WHAT IS EXPECTED: Which lines below hold the word "IOServiceMatching"? Copy all of them.

------------------------------------------------------------------------

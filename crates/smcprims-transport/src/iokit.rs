use std::ffi::CString;

use libc::{c_char, c_int, c_uint, c_void, size_t};
use tracing::{debug, info};

use crate::error::{IoReturn, Result, TransportError};
use crate::traits::{ParamBuffer, SmcTransport, PARAM_STRUCT_SIZE};

type MachPort = c_uint;
type IoObject = MachPort;
type IoService = IoObject;
type IoConnect = IoObject;
type KernReturn = c_int;

/// `MACH_PORT_NULL` selects the default IOKit main port.
const MAIN_PORT_DEFAULT: MachPort = 0;

#[link(name = "IOKit", kind = "framework")]
extern "C" {
    fn IOServiceMatching(name: *const c_char) -> *mut c_void;
    fn IOServiceGetMatchingService(main_port: MachPort, matching: *mut c_void) -> IoService;
    fn IOServiceOpen(
        service: IoService,
        owning_task: MachPort,
        connect_type: u32,
        connect: *mut IoConnect,
    ) -> KernReturn;
    fn IOServiceClose(connect: IoConnect) -> KernReturn;
    fn IOObjectRelease(object: IoObject) -> KernReturn;
    fn IOConnectCallStructMethod(
        connection: MachPort,
        selector: u32,
        input: *const c_void,
        input_cnt: size_t,
        output: *mut c_void,
        output_cnt: *mut size_t,
    ) -> KernReturn;
}

extern "C" {
    static mach_task_self_: MachPort;
}

/// An open user-client connection to the `AppleSMC` kernel driver.
///
/// Opening usually works unprivileged; writes need root. The connection is
/// closed on drop if [`AppleSmc::close`] was not called.
pub struct AppleSmc {
    conn: IoConnect,
    service: String,
}

impl AppleSmc {
    /// IOKit service name of the SMC driver.
    pub const SERVICE_NAME: &'static str = "AppleSMC";
    /// `kSMCHandleYPCEvent`: the struct method that carries every request.
    pub const HANDLE_YPC_EVENT: u32 = 2;

    /// Open a connection to the `AppleSMC` service.
    pub fn open() -> Result<Self> {
        Self::open_service(Self::SERVICE_NAME)
    }

    /// Open a connection to a named SMC-compatible service.
    pub fn open_service(name: &str) -> Result<Self> {
        let c_name = CString::new(name).map_err(|_| TransportError::ServiceNotFound {
            service: name.to_string(),
        })?;

        // SAFETY: `c_name` is a valid NUL-terminated string for the duration of the call.
        // The returned dictionary is consumed by IOServiceGetMatchingService.
        let service = unsafe {
            let matching = IOServiceMatching(c_name.as_ptr());
            IOServiceGetMatchingService(MAIN_PORT_DEFAULT, matching)
        };
        if service == 0 {
            return Err(TransportError::ServiceNotFound {
                service: name.to_string(),
            });
        }

        let mut conn: IoConnect = 0;
        // SAFETY: `service` is a valid object returned above and released exactly once;
        // `conn` is a valid out-pointer.
        let rc = unsafe {
            let rc = IOServiceOpen(service, mach_task_self_, 0, &mut conn);
            IOObjectRelease(service);
            rc
        };

        let code = IoReturn::from_raw(rc);
        if !code.is_success() {
            return Err(TransportError::Open {
                service: name.to_string(),
                code,
            });
        }

        info!(service = name, "opened SMC connection");
        Ok(Self {
            conn,
            service: name.to_string(),
        })
    }

    /// Name of the service this connection was opened on.
    pub fn service(&self) -> &str {
        &self.service
    }

    /// Close the connection explicitly, surfacing the close status.
    pub fn close(self) -> Result<()> {
        // Drop must not close the connection a second time.
        let mut this = std::mem::ManuallyDrop::new(self);
        let service = std::mem::take(&mut this.service);
        close_connection(this.conn, &service)
    }
}

fn close_connection(conn: IoConnect, service: &str) -> Result<()> {
    // SAFETY: `conn` was produced by IOServiceOpen; every owner closes it exactly once.
    let code = IoReturn::from_raw(unsafe { IOServiceClose(conn) });
    if !code.is_success() {
        return Err(TransportError::Close { code });
    }
    info!(service, "closed SMC connection");
    Ok(())
}

impl SmcTransport for AppleSmc {
    fn call(&mut self, request: &ParamBuffer) -> Result<ParamBuffer> {
        let mut response = [0u8; PARAM_STRUCT_SIZE];
        let mut response_len: size_t = PARAM_STRUCT_SIZE;

        // SAFETY: both buffers are exactly PARAM_STRUCT_SIZE bytes and live for the call;
        // `response_len` tells the driver how much it may write.
        let rc = unsafe {
            IOConnectCallStructMethod(
                self.conn,
                Self::HANDLE_YPC_EVENT,
                request.as_ptr().cast::<c_void>(),
                PARAM_STRUCT_SIZE,
                response.as_mut_ptr().cast::<c_void>(),
                &mut response_len,
            )
        };

        let code = IoReturn::from_raw(rc);
        if !code.is_success() {
            debug!(%code, "SMC struct method failed");
            return Err(TransportError::Call { code });
        }
        Ok(response)
    }

    fn transport_name(&self) -> &'static str {
        "iokit-apple-smc"
    }
}

impl Drop for AppleSmc {
    fn drop(&mut self) {
        if let Err(err) = close_connection(self.conn, &self.service) {
            debug!(%err, "SMC connection close on drop failed");
        }
    }
}

impl std::fmt::Debug for AppleSmc {
    fn fmt(&self, f: &mut std::fmt::Formatter<'_>) -> std::fmt::Result {
        f.debug_struct("AppleSmc")
            .field("service", &self.service)
            .field("conn", &self.conn)
            .finish()
    }
}
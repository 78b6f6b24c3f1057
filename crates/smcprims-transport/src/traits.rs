use crate::error::Result;

/// Size of one SMC parameter record (`SMCParamStruct`), in bytes.
///
/// Requests and responses share this exact size for the whole protocol.
pub const PARAM_STRUCT_SIZE: usize = 80;

/// A raw, wire-layout parameter record.
pub type ParamBuffer = [u8; PARAM_STRUCT_SIZE];

/// The single call primitive of the SMC channel.
///
/// One request record in, one response record out. Implementations must not
/// retry, buffer, or split records. A non-success channel status is returned
/// as `Err`, so a response whose contents are undefined never reaches the
/// caller.
pub trait SmcTransport {
    /// Exchange one parameter record with the controller (blocking).
    fn call(&mut self, request: &ParamBuffer) -> Result<ParamBuffer>;

    /// Transport name for diagnostics.
    fn transport_name(&self) -> &'static str {
        "smc"
    }
}

impl<T: SmcTransport + ?Sized> SmcTransport for &mut T {
    fn call(&mut self, request: &ParamBuffer) -> Result<ParamBuffer> {
        (**self).call(request)
    }

    fn transport_name(&self) -> &'static str {
        (**self).transport_name()
    }
}

impl<T: SmcTransport + ?Sized> SmcTransport for Box<T> {
    fn call(&mut self, request: &ParamBuffer) -> Result<ParamBuffer> {
        (**self).call(request)
    }

    fn transport_name(&self) -> &'static str {
        (**self).transport_name()
    }
}
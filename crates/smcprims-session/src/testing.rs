//! In-memory controller used by unit tests.

use std::collections::HashMap;

use smcprims_frame::{
    decode_frame, encode_frame, DataType, Operation, ParamFrame, SmcKey, SmcStatus, PAYLOAD_SIZE,
};
use smcprims_transport::{IoReturn, ParamBuffer, Result, SmcTransport, TransportError};

struct Entry {
    data_type: DataType,
    bytes: Vec<u8>,
}

/// Answers requests from a key table and records every request it sees.
#[derive(Default)]
pub(crate) struct FakeSmc {
    keys: HashMap<u32, Entry>,
    fail_channel_on: Option<(Operation, IoReturn)>,
    fail_status_on: Option<(Operation, SmcStatus)>,
    pub(crate) requests: Vec<ParamFrame>,
}

impl FakeSmc {
    pub(crate) fn new() -> Self {
        Self::default()
    }

    pub(crate) fn with_key(mut self, key: &str, data_type: DataType, bytes: &[u8]) -> Self {
        let key = SmcKey::new(key).expect("test key must be valid");
        self.keys.insert(
            key.to_u32(),
            Entry {
                data_type,
                bytes: bytes.to_vec(),
            },
        );
        self
    }

    pub(crate) fn fail_channel_on(mut self, op: Operation, code: IoReturn) -> Self {
        self.fail_channel_on = Some((op, code));
        self
    }

    pub(crate) fn fail_status_on(mut self, op: Operation, status: SmcStatus) -> Self {
        self.fail_status_on = Some((op, status));
        self
    }

    pub(crate) fn calls(&self, op: Operation) -> usize {
        self.requests
            .iter()
            .filter(|frame| frame.data8 == op as u8)
            .count()
    }

    pub(crate) fn stored(&self, key: &str) -> Option<&[u8]> {
        let key = SmcKey::new(key).ok()?;
        self.keys.get(&key.to_u32()).map(|e| e.bytes.as_slice())
    }

    fn answer(&mut self, request: &ParamFrame) -> ParamFrame {
        let mut response = ParamFrame {
            key: request.key,
            data8: request.data8,
            ..ParamFrame::default()
        };
        let op = request.operation().expect("engine sent unknown operation");

        if let Some((fail_op, status)) = self.fail_status_on {
            if fail_op == op {
                response.result = status.to_u8();
                return response;
            }
        }

        let Some(entry) = self.keys.get_mut(&request.key) else {
            response.result = SmcStatus::KeyNotFound.to_u8();
            return response;
        };

        match op {
            Operation::GetKeyInfo => {
                response.key_info.data_size = entry.bytes.len() as u32;
                response.key_info.data_type = entry.data_type;
            }
            Operation::ReadKey => {
                if request.key_info.data_size as usize != entry.bytes.len() {
                    response.result = SmcStatus::Error.to_u8();
                    return response;
                }
                response.bytes[..entry.bytes.len()].copy_from_slice(&entry.bytes);
            }
            Operation::WriteKey => {
                let size = request.key_info.data_size as usize;
                if size != entry.bytes.len() || size > PAYLOAD_SIZE {
                    response.result = SmcStatus::Error.to_u8();
                    return response;
                }
                entry.bytes = request.bytes[..size].to_vec();
            }
        }
        response.result = SmcStatus::Success.to_u8();
        response
    }
}

impl SmcTransport for FakeSmc {
    fn call(&mut self, request: &ParamBuffer) -> Result<ParamBuffer> {
        let request = decode_frame(request);
        self.requests.push(request.clone());

        if let Some((op, code)) = self.fail_channel_on {
            if request.data8 == op as u8 {
                return Err(TransportError::Call { code });
            }
        }

        let response = self.answer(&request);
        Ok(encode_frame(&response))
    }
}
#[cfg(feature = "serde")]
use serde::{Deserialize, Serialize};

/// How a fan index selects the fan's keys.
#[derive(Debug, Clone, Copy, PartialEq, Eq, Default)]
#[cfg_attr(feature = "serde", derive(Serialize, Deserialize), serde(rename_all = "snake_case"))]
pub enum FanKeyPolicy {
    /// `F<index>Ac`, `F<index>Mn`.
    #[default]
    PerFan,
    /// Always fan 0's keys, whatever the index. c-smc's `get_fan_rpm` and
    /// `set_fan_min_rpm` build `F0Ac`/`F0Mn` regardless of the fan number.
    FanZeroOnly,
}

/// How `sp78` temperatures are decoded.
#[derive(Debug, Clone, Copy, PartialEq, Eq, Default)]
#[cfg_attr(feature = "serde", derive(Serialize, Deserialize), serde(rename_all = "snake_case"))]
pub enum TemperatureDecoding {
    /// Integer byte only.
    #[default]
    WholeDegree,
    /// Full 8.8 fixed point.
    Fractional,
}

/// How `fpe2` fan speeds are decoded.
#[derive(Debug, Clone, Copy, PartialEq, Eq, Default)]
#[cfg_attr(feature = "serde", derive(Serialize, Deserialize), serde(rename_all = "snake_case"))]
pub enum FanSpeedDecoding {
    /// `(b0 << 6) + (b1 << 2)`, bit-compatible with c-smc's `from_fpe2`.
    #[default]
    Reference,
    /// `(b0 << 6) + (b1 >> 2)`, the inverse of the encoder.
    Exact,
}

/// Controls how a session maps and decodes sensor values.
#[derive(Debug, Clone, Copy, PartialEq, Eq, Default)]
#[cfg_attr(feature = "serde", derive(Serialize, Deserialize), serde(default))]
pub struct SessionConfig {
    pub fan_keys: FanKeyPolicy,
    pub temperature: TemperatureDecoding,
    pub fan_speed: FanSpeedDecoding,
}

impl SessionConfig {
    pub fn with_fan_keys(mut self, fan_keys: FanKeyPolicy) -> Self {
        self.fan_keys = fan_keys;
        self
    }

    pub fn with_temperature(mut self, temperature: TemperatureDecoding) -> Self {
        self.temperature = temperature;
        self
    }

    pub fn with_fan_speed(mut self, fan_speed: FanSpeedDecoding) -> Self {
        self.fan_speed = fan_speed;
        self
    }
}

------------------------------------------------------------------------

EXERCISE RESULT:
    fn IOServiceMatching(name: *const c_char) -> *mut c_void;
            let matching = IOServiceMatching(c_name.as_ptr());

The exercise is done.